I dont think my location would produce a large turnout, but I still don't think I would have enough soap to make it worth the booth price. Ill have to wait for fall, Or even Next year, I guess


----------



## Susie

I am not going to be doing any craft fairs any time soon, but I have a question that I was wondering about.  Is it smart to bring plenty of samples to get your name/soaps some major exposure?  Or is that giving away the store?

BTW, I will more than likely be making strictly liquid soaps, so packaging of samples will be a higher cost factor(I think) than that of bar soaps.


----------



## cmzaha

I quit giving out lots of samples. If a person wants the soap they will buy it. I do give samples to customers that purchase or sometimes I give a very tiny sample of our face scrubs and lotions. I mean tiny. You want them to get enough to love it then have to buy it because they only got one use out of it. I would really not do just liquid soap if you are going to be doing craft fairs or farmer markets. People love to say they only use liquid when looking at your soaps and it is usually a way to let you know they are not buying. I stopped that by finally having liquid soaps and they do not sell well at all! It really takes a variety of products to sell at craft or farmer markets. I actually sell crochet hats to help when soap or lotions are not selling. Markets are tough, at least in our area


----------



## pamielynn

I always get a great response from samples. I'd never be without them; I've gotten many repeat customers with them.


----------



## shunt2011

I too give out samples.  I take my my end pieces and cut them in half, put them in a small bag wit the name, ingredients and my business card.  I have recieved quite a few repeat customers as well.


----------



## BeeMaiden

shunt2011 said:


> I too give out samples.  I take my my end pieces and cut them in half, put them in a small bag wit the name, ingredients and my business card.  I have recieved quite a few repeat customers as well.



I do it as well. I've gotten quite a few quality customers by handing out samples. So, I figure that the few cents I spend on baggies is well worth it. I do give out decently sized samples - like 1/4" wide x the hight of the bar. At first I handed them out to everyone, regardless, but now I am more selective and engage them in conversation first before offering them a sample.


----------



## shunt2011

BeeMaiden said:


> I do it as well. I've gotten quite a few quality customers by handing out samples. So, I figure that the few cents I spend on baggies is well worth it. I do give out decently sized samples - like 1/4" wide x the hight of the bar.

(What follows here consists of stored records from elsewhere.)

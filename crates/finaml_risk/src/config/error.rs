//! Configuration errors.

use finaml_core::types::ValuationError;
use thiserror::Error;

/// Configuration loading and validation errors.
#[derive(Debug, Clone, Error, PartialEq)]
pub enum ConfigError {
    /// The configuration file could not be read.
    #[error("IO error reading {path}: {message}")]
    Io {
        /// Path that failed
        path: String,
        /// Underlying IO error
        message: String,
    },

    /// The configuration file is not valid TOML for this schema.
    #[error("Parse error: {0}")]
    Parse(String),

    /// One or more values are out of range.
    #[error("Validation errors: {}", .0.join("; "))]
    Validation(Vec<String>),

    /// An instrument entry was rejected by its constructor.
    #[error("Invalid instrument #{index}: {message}")]
    Instrument {
        /// Position in the `[[instruments]]` array
        index: usize,
        /// Constructor error
        message: String,
    },
}

impl From<ConfigError> for ValuationError {
    fn from(err: ConfigError) -> Self {
        ValuationError::Configuration(err.to_string())
    }
}

#[cfg(test)]
mod tests {
    use super::*;

    #[test]
    fn test_validation_display_joins_messages() {
        let err = ConfigError::Validation(vec!["a".to_string(), "b".to_string()]);
        assert_eq!(err.to_string(), "Validation errors: a; b");
    }

    #[test]
    fn test_into_valuation_error() {
        let err: ValuationError = ConfigError::Parse("bad".to_string()).into();
        assert_eq!(err, ValuationError::Configuration("Parse error: bad".to_string()));
    }
}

At first I handed them out to everyone, regardless, but now I am more selective and engage them in conversation first before offering them a sample.


 
This post is well over a year old.  Please do not dig up old posts. You are certainly welcome to start a new thread though.


----------



## FerrisWheel

shunt2011 said:


> This post is well over a year old.  Please do not dig up old posts. You are certainly welcome to start a new thread though.



Yes.  That went really well for her didn't it?


----------